Writing yesterday in the Independent, Alan Dershowitz makes the familiar case that modern terrorism poses such an unprecedented threat to western society that the law needs to be rewritten. He argues, for example, that “we need rules even for such unpleasant practices” as “waterboarding” – or, to speak plainly, water torture. There are currently plenty of rules on interrogation in general, laid out in places like the UN Convention Against Torture, Geneva, and the extant 1992 edition of the US Army’s own Field Manual FM 34-52 on Intelligence Interrogation; it’s just that the US government doesn’t feel like following them. Dershowitz supposes that this might be moot because people suspected of contemporary terrorism “do not fit into the old, anachronistic categories” such as PoWs, and so it is unclear what it is permissible to do to them. In fact, CAT, UDHR and so on leave no possible category of human being unprotected from torture or other inhumane or degrading treatment.

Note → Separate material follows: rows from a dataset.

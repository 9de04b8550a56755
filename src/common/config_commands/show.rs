use anyhow::{Context, Result};
use std::io::Write;
use std::path::Path;

use crate::common::config::ENV_PREFIX;

pub(super) fn write_path(path: &Path, out: &mut dyn Write) -> Result<()> {
    writeln!(out, "{}", path.display())?;
    Ok(())
}

/// Print the config file verbatim, or explain where settings come from when
/// there is no file yet.
pub(super) fn write_file_or_hint(
    path: &Path,
    out: &mut dyn Write,
    hint: &mut dyn Write,
) -> Result<()> {
    if !path.is_file() {
        writeln!(hint, "No config file at {}", path.display())?;
        writeln!(
            hint,
            "Running on built-in defaults and {}* environment variables (`portal config resolved` prints them)",
            ENV_PREFIX
        )?;
        return Ok(());
    }

    let contents = std::fs::read_to_string(path)
        .with_context(|| format!("Failed to read config file {}", path.display()))?;
    write_resolved(&contents, out)
}

/// Write TOML text, terminated by exactly one trailing newline.
pub(super) fn write_resolved(text: &str, out: &mut dyn Write) -> Result<()> {
    writeln!(out, "{}", text.trim_end_matches('\n'))?;
    Ok(())
}
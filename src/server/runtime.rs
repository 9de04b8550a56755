//! Runtime lifecycle: bind, serve, wait for a stop request, then drain.
//!
//! NotStarted -> Listening -> ShuttingDown -> Stopped. ShuttingDown is
//! entered once, guarded by the one-shot `ShutdownSignal`.

use std::io;
use std::net::{Ipv4Addr, SocketAddr};
use std::time::Duration;

use axum::Router;
use tokio::sync::{mpsc, watch};
use tokio::task::JoinHandle;

use super::error::LifecycleError;
use super::listener;
use super::mailbox::MailboxStore;
use super::routes;
use super::shutdown::{watch_signals, ShutdownSignal, StopReason, TerminationSignal};
use super::timeout::TimeoutAcceptor;
use crate::config::{DEFAULT_PORT, READ_TIMEOUT, SHUTDOWN_GRACE, WRITE_TIMEOUT};

/// Listener address, per-connection deadlines and shutdown window.
#[derive(Debug, Clone, Copy, PartialEq, Eq)]
pub struct ServerOptions {
    pub addr: SocketAddr,
    pub read_timeout: Duration,
    pub write_timeout: Duration,
    pub shutdown_grace: Duration,
}

impl Default for ServerOptions {
    fn default() -> Self {
        Self {
            addr: SocketAddr::from((Ipv4Addr::UNSPECIFIED, DEFAULT_PORT)),
            read_timeout: READ_TIMEOUT,
            write_timeout: WRITE_TIMEOUT,
            shutdown_grace: SHUTDOWN_GRACE,
        }
    }
}

/// Observable lifecycle state.
#[derive(Debug, Clone, Copy, PartialEq, Eq)]
pub enum LifecycleState {
    NotStarted,
    Listening(SocketAddr),
    ShuttingDown,
    Stopped,
}

/// Owns the listener and the signal subscription for one server run.
pub struct ServerLifecycle {
    options: ServerOptions,
    app: Router,
    shutdown: ShutdownSignal,
    state: watch::Sender<LifecycleState>,
}

impl ServerLifecycle {
    pub fn new(options: ServerOptions, mailboxes: &MailboxStore) -> Self {
        Self::with_router(options, routes::create_router(mailboxes))
    }

    /// Lifecycle around an arbitrary router.
    pub fn with_router(options: ServerOptions, app: Router) -> Self {
        let (state, _) = watch::channel(LifecycleState::NotStarted);
        Self {
            options,
            app,
            shutdown: ShutdownSignal::new(),
            state,
        }
    }

    /// Handle for stopping the server from outside `start`.
    pub fn shutdown_signal(&self) -> ShutdownSignal {
        self.shutdown.clone()
    }

    pub fn subscribe(&self) -> watch::Receiver<LifecycleState> {
        self.state.subscribe()
    }

    /// Request shutdown. Only the first request has any effect.
    pub fn stop(&self, reason: StopReason) -> bool {
        self.shutdown.trigger(reason)
    }

    /// Bind, serve, and block until shutdown completes.
    ///
    /// Every value received on `signals` is a termination request; the first
    /// one starts shutdown and later ones are ignored. Returns the reason the
    /// server stopped on a clean shutdown.
    pub async fn start(
        self,
        signals: mpsc::Receiver<TerminationSignal>,
    ) -> Result<StopReason, LifecycleError> {
        let addr = self.options.addr;
        let tcp_listener = listener::bind(addr)?;
        let local_addr = tcp_listener
            .local_addr()
            .map_err(|source| LifecycleError::Bind { addr, source })?;

        let handle = axum_server::Handle::new();
        let acceptor = TimeoutAcceptor::new(self.options.read_timeout, self.options.write_timeout);
        let mut listener_task = listener::spawn_listener(
            tcp_listener,
            self.app,
            handle.clone(),
            acceptor,
            self.shutdown.clone(),
        );
        let signal_task = tokio::spawn(watch_signals(signals, self.shutdown.clone()));

        self.state.send_replace(LifecycleState::Listening(local_addr));
        tracing::info!("Rendezvous server started on {}", local_addr);

        self.shutdown.cancelled().await;

        self.state.send_replace(LifecycleState::ShuttingDown);
        let reason = self
            .shutdown
            .reason()
            .cloned()
            .unwrap_or(StopReason::Requested);
        tracing::info!("Rendezvous server shutting down ({})", reason);

        let drained = drain(&handle, &mut listener_task, self.options.shutdown_grace).await;
        signal_task.abort();
        self.state.send_replace(LifecycleState::Stopped);
        drained?;

        match reason {
            StopReason::ListenerFault(err) => Err(LifecycleError::Listener(err)),
            reason => {
                tracing::info!("Rendezvous server shutdown successfully");
                Ok(reason)
            }
        }
    }
}

/// Stop accepting and race in-flight connections against the grace period.
async fn drain(
    handle: &axum_server::Handle,
    listener_task: &mut JoinHandle<io::Result<()>>,
    grace: Duration,
) -> Result<(), LifecycleError> {
    handle.graceful_shutdown(None);
    tracing::info!("Server stopped accepting new connections");

    match tokio::time::timeout(grace, &mut *listener_task).await {
        Ok(Ok(_)) => Ok(()),
        Ok(Err(join_err)) => {
            tracing::warn!("Listener task ended abnormally: {}", join_err);
            Ok(())
        }
        Err(_) => {
            let outstanding = handle.connection_count();
            tracing::error!(
                "Rendezvous shutdown failed: {} connection(s) still open after {:?}",
                outstanding,
                grace
            );
            // Forced close of everything still attached to the handle
            handle.shutdown();
            listener_task.abort();
            Err(LifecycleError::ShutdownTimeout { grace, outstanding })
        }
    }
}
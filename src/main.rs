use anyhow::Result;
use clap::{Parser, Subcommand};
use portal::common::config::{apply_overrides, load_config, ConfigOverrides};
use portal::common::config_commands;
use portal::server::{os_signals, LifecycleError, MailboxStore, ServerLifecycle};
use std::net::IpAddr;
use tracing_subscriber::EnvFilter;

#[derive(Parser)]
#[command(name = "portal")]
#[command(about = "Rendezvous server for peer-to-peer file transfer")]
struct Cli {
    /// Increase log verbosity (-v debug, -vv trace). RUST_LOG takes precedence.
    #[arg(short, long, action = clap::ArgAction::Count, global = true)]
    verbose: u8,

    #[command(subcommand)]
    command: Commands,
}

#[derive(Subcommand)]
enum Commands {
    /// Run the rendezvous server until SIGINT/SIGTERM
    Serve {
        #[arg(long, help = "Port to listen on (default 6969)")]
        port: Option<u16>,
        #[arg(long, help = "Address to bind (default 0.0.0.0)")]
        bind: Option<IpAddr>,
    },
    /// Inspect configuration
    Config {
        #[command(subcommand)]
        command: ConfigCommand,
    },
}

#[derive(Subcommand)]
enum ConfigCommand {
    /// Print the config file location
    Path,
    /// Print the config file as written
    Show,
    /// Print the merged config (defaults, file, environment)
    Resolved,
}

fn init_tracing(verbose: u8) {
    let default_filter = match verbose {
        0 => "warn,portal=info",
        1 => "info,portal=debug",
        _ => "trace",
    };
    let filter =
        EnvFilter::try_from_default_env().unwrap_or_else(|_| EnvFilter::new(default_filter));

    tracing_subscriber::fmt()
        .with_env_filter(filter)
        .with_writer(std::io::stderr)
        .init();
}

#[tokio::main]
async fn main() {
    let cli = Cli::parse();
    init_tracing(cli.verbose);

    let result = match cli.command {
        Commands::Serve { port, bind } => serve(ConfigOverrides { port, bind }).await,
        Commands::Config { command } => match command {
            ConfigCommand::Path => config_commands::run_config_path(),
            ConfigCommand::Show => config_commands::run_config_show(),
            ConfigCommand::Resolved => config_commands::run_config_resolved(),
        },
    };

    // Bind failures and shutdown timeouts end the process here
    if let Err(err) = result {
        tracing::error!("{:#}", err);
        std::process::exit(1);
    }
}

async fn serve(overrides: ConfigOverrides) -> Result<()> {
    let config = apply_overrides(load_config()?, &overrides);
    config.validate()?;

    let signals = os_signals().map_err(LifecycleError::Signal)?;
    let mailboxes = MailboxStore::new();
    let lifecycle = ServerLifecycle::new(config.server.options(), &mailboxes);

    let reason = lifecycle.start(signals).await?;
    tracing::debug!("Rendezvous server exited after {}", reason);
    Ok(())
}
//! Receiver-side transfer display: a reducer over transfer, input and tick
//! events, a pure renderer, and the loop that drives them.
//!
//! Library-only: the transport that receives files feeds a
//! [`transfer_channel`] and calls [`run_terminal_receiver`] with the
//! `[receiver]` config section. The `portal` binary itself only serves.

mod event;
pub mod format;
mod handle;
mod model;
mod runtime;
mod styles;
mod view;

pub use event::{key_name, TransferEvent, UiEvent};
pub use handle::{transfer_channel, TransferEvents};
pub use model::{reduce, Command, Phase, ReceiverModel, DEFAULT_VIEWPORT_WIDTH};
pub use runtime::{drive, run_terminal_receiver, ReceiverExit};
pub use view::render;
//! Pure rendering of the receiver state to display text.

use super::format::{byte_count_si, indent, progress_bar, spinner_frame, top_level_entries, word_wrap};
use super::model::{Phase, ReceiverModel};

const ESTABLISHING_TEXT: &str = "Establishing connection with sender";

/// Text for the current phase. Same state, same text.
pub fn render(model: &ReceiverModel) -> String {
    let settings = model.settings();
    let pad = " ".repeat(settings.padding);

    match model.phase() {
        Phase::Establishing => format!(
            "\n{}{} {}\n\n",
            pad,
            spinner_frame(model.spinner_frame()),
            ESTABLISHING_TEXT
        ),
        Phase::ReceivingProgress => {
            let receiving = format!(
                "Receiving files (total size {})",
                byte_count_si(model.payload_size())
            );
            format!(
                "\n{pad}{receiving}\n\n{pad}{bar}\n\n{pad}{hint}\n\n",
                pad = pad,
                receiving = receiving,
                bar = bar(model),
                hint = quit_hint(&settings.quit_keys),
            )
        }
        Phase::Finished => {
            let files = model.received_files();
            let mut finished = format!(
                "File transfer completed! Received {} files ({} decompressed)",
                files.len(),
                byte_count_si(model.decompressed_size())
            );

            let entries = top_level_entries(files);
            if !entries.is_empty() {
                let listing = format!("Received: {}", entries.join(", "));
                let wrap_width = usize::from(settings.max_width).saturating_sub(settings.padding);
                let wrapped = word_wrap(&listing, wrap_width.max(1));
                finished.push_str("\n\n");
                finished.push_str(&indent(&wrapped, settings.padding));
            }

            format!(
                "\n{pad}{finished}\n\n{pad}{bar}\n\n{pad}{hint}\n\n",
                pad = pad,
                finished = finished,
                bar = bar(model),
                hint = quit_hint(&settings.quit_keys),
            )
        }
        Phase::Error => model.error_message().unwrap_or_default().to_string(),
    }
}

fn bar(model: &ReceiverModel) -> String {
    progress_bar(model.progress(), usize::from(model.viewport_width()))
}

fn quit_hint(quit_keys: &[String]) -> String {
    format!("(any of [{}] to abort)", quit_keys.join(", "))
}
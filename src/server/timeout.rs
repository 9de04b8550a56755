//! Per-connection read/write deadlines.
//!
//! A connection alternates between reading a request and writing its
//! response. Each exchange gets one deadline, armed when the exchange starts
//! and never extended by partial progress: a request must arrive completely
//! within the read timeout and its response must go out within the write
//! timeout. A peer that misses either gets `TimedOut` and is dropped.
//!
//! The response deadline also covers the wait for the next request on a
//! kept-alive connection, so idle peers are released as well.

use std::future::{Future, Ready};
use std::io;
use std::pin::Pin;
use std::task::{ready, Context, Poll};
use std::time::Duration;

use axum_server::accept::Accept;
use tokio::io::{AsyncRead, AsyncWrite, ReadBuf};
use tokio::time::{sleep, Sleep};

#[derive(Debug, Clone, Copy, PartialEq, Eq)]
enum Exchange {
    Request,
    Response,
}

/// Stream wrapper that fails requests and responses running past their deadline.
pub struct TimeoutStream<S> {
    inner: S,
    read_timeout: Duration,
    write_timeout: Duration,
    exchange: Exchange,
    deadline: Option<Pin<Box<Sleep>>>,
}

impl<S> TimeoutStream<S> {
    pub fn new(inner: S, read_timeout: Duration, write_timeout: Duration) -> Self {
        Self {
            inner,
            read_timeout,
            write_timeout,
            exchange: Exchange::Request,
            deadline: None,
        }
    }

    /// Switch exchange; the new one gets a fresh deadline on its next poll.
    fn enter(&mut self, exchange: Exchange) {
        if self.exchange != exchange {
            self.exchange = exchange;
            self.deadline = None;
        }
    }

    /// Arms the current exchange's deadline on first use and fails once it
    /// has passed. Registers the waker with the timer either way.
    fn check_deadline(&mut self, cx: &mut Context<'_>) -> io::Result<()> {
        let (timeout, op) = match self.exchange {
            Exchange::Request => (self.read_timeout, "read"),
            Exchange::Response => (self.write_timeout, "write"),
        };
        let timer = self
            .deadline
            .get_or_insert_with(|| Box::pin(sleep(timeout)));

        if timer.as_mut().poll(cx).is_ready() {
            Err(io::Error::new(
                io::ErrorKind::TimedOut,
                format!("connection {} timed out after {:?}", op, timeout),
            ))
        } else {
            Ok(())
        }
    }
}

impl<S: AsyncRead + Unpin> AsyncRead for TimeoutStream<S> {
    fn poll_read(
        mut self: Pin<&mut Self>,
        cx: &mut Context<'_>,
        buf: &mut ReadBuf<'_>,
    ) -> Poll<io::Result<()>> {
        let this = &mut *self;
        this.check_deadline(cx)?;

        let filled_before = buf.filled().len();
        let result = ready!(Pin::new(&mut this.inner).poll_read(cx, buf));

        // Bytes after a response mean the peer started its next request
        if result.is_ok() && buf.filled().len() > filled_before {
            this.enter(Exchange::Request);
        }
        Poll::Ready(result)
    }
}

impl<S: AsyncWrite + Unpin> AsyncWrite for TimeoutStream<S> {
    fn poll_write(
        mut self: Pin<&mut Self>,
        cx: &mut Context<'_>,
        buf: &[u8],
    ) -> Poll<io::Result<usize>> {
        let this = &mut *self;
        if !buf.is_empty() {
            this.enter(Exchange::Response);
        }
        this.check_deadline(cx)?;

        Pin::new(&mut this.inner).poll_write(cx, buf)
    }

    fn poll_flush(mut self: Pin<&mut Self>, cx: &mut Context<'_>) -> Poll<io::Result<()>> {
        let this = &mut *self;
        // hyper flushes on every pass, including while a request is still arriving
        if this.exchange == Exchange::Response {
            this.check_deadline(cx)?;
        }

        Pin::new(&mut this.inner).poll_flush(cx)
    }

    fn poll_shutdown(mut self: Pin<&mut Self>, cx: &mut Context<'_>) -> Poll<io::Result<()>> {
        Pin::new(&mut self.inner).poll_shutdown(cx)
    }
}

/// axum-server acceptor that wraps every accepted stream in a `TimeoutStream`.
#[derive(Debug, Clone, Copy)]
pub struct TimeoutAcceptor {
    read_timeout: Duration,
    write_timeout: Duration,
}

impl TimeoutAcceptor {
    pub fn new(read_timeout: Duration, write_timeout: Duration) -> Self {
        Self {
            read_timeout,
            write_timeout,
        }
    }
}

impl<I, S> Accept<I, S> for TimeoutAcceptor
where
    I: AsyncRead + AsyncWrite + Unpin,
{
    type Stream = TimeoutStream<I>;
    type Service = S;
    type Future = Ready<io::Result<(Self::Stream, Self::Service)>>;

    fn accept(&self, stream: I, service: S) -> Self::Future {
        std::future::ready(Ok((
            TimeoutStream::new(stream, self.read_timeout, self.write_timeout),
            service,
        )))
    }
}
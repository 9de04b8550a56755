#![allow(dead_code)]

pub mod config_test_utils;

use std::net::SocketAddr;
use std::time::Duration;

use portal::server::{LifecycleState, ServerOptions};
use tokio::io::{AsyncReadExt, AsyncWriteExt};
use tokio::net::TcpStream;
use tokio::sync::watch;

pub fn loopback_options(shutdown_grace: Duration) -> ServerOptions {
    ServerOptions {
        addr: "127.0.0.1:0".parse().expect("loopback addr"),
        shutdown_grace,
        ..ServerOptions::default()
    }
}

/// Wait until the lifecycle reports its bound address.
pub async fn wait_listening(state: &mut watch::Receiver<LifecycleState>) -> SocketAddr {
    let listening = state
        .wait_for(|s| matches!(s, LifecycleState::Listening(_)))
        .await
        .expect("lifecycle dropped before listening");
    match *listening {
        LifecycleState::Listening(addr) => addr,
        other => panic!("unexpected state {:?}", other),
    }
}

/// Minimal HTTP/1.1 GET that returns the raw response.
pub async fn http_get(addr: SocketAddr, path: &str) -> std::io::Result<String> {
    let mut stream = TcpStream::connect(addr).await?;
    let request = format!(
        "GET {} HTTP/1.1\r\nHost: localhost\r\nConnection: close\r\n\r\n",
        path
    );
    stream.write_all(request.as_bytes()).await?;

    let mut response = String::new();
    stream.read_to_string(&mut response).await?;
    Ok(response)
}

Alternatively, he appears to suppose that it might be moot on the grounds that “waterboarding” is too newfangled to have been explicitly prohibited. I Am Not A Lawyer, but this seems no better an argument.
Dershowitz describes “waterboarding” as a practice that “produces a near-drowning experience but no physical after-effects”. His peculiar appeal to a lack of physical after-effects is specious, given both that the physical effects of the practice as it is being carried out are horrific, and that CAT and FM 34-52, among others, clearly state that deliberately induced psychological harm may constitute torture.
“Is [“waterboarding”] categorised as torture? I certainly think so, but the United States government apparently does not,” says Dershowitz. To portray the problem as a mere unfortunate disagreement in the absence of specific “rules” may give the impression of vitiating Dershowitz’s statement that he thinks waterboarding is torture.
Naturally, Dershowitz notes in passing that there is an “absolute law against ‘torture’”, although the fact that “torture” is in scare quotes in that phrase might be read as valorizing the Justice Department’s notorious attempted redefinitions of the word. Perhaps, on Dershowitz’s reasoning, you can invent a novel and creative form of torture, and then defend yourself on the grounds that this exact new form of torture is nowhere explicitly described and prohibited by existing law. Hey, there are no rules! It’s a “legal black hole”! Don’t blame me!
Of course, there is nothing wrong with updating rules. What may appear disingenuous is a claim that existing rules do not apply, are outmoded, simply because they do not, as no law can, foresee every detail of every possible concrete situation in which they may be broken. Luckily, Dershowitz’s justificatory hopping-around between the “unprecedented threat”, “not PoWs”, and “no rules” arguments makes it hard to be sure that this is indeed what he is saying.
Also interesting, meanwhile, is the way Dershowitz presents the claim that terrorism poses an unprecedented threat:
The period between the end of the Second World War and now has seen more profound changes in the nature of warfare than occurred from the time of Henry IV to the beginning of the First World War.
The periods are carefully chosen, leaving a lacuna between the first world war and the second (whose matériel was the first, according to the OED’s current draft account, to be christened “weapons of mass destruction”). Stipulating “the beginning of the first world war” carefully rules out tanks, for example. Even so: the second period Dershowitz cites runs from the longbow and rudimentary cannons, on the one hand, to submarines, machine guns and radio on the other. The first runs from the atomic bombs dropped on Japan, to Dershowitz’s speculations about “weapons of mass destruction in the hands of suicide terrorists with no fear of death and no home address”. Is that really a more profound change in the nature of warfare?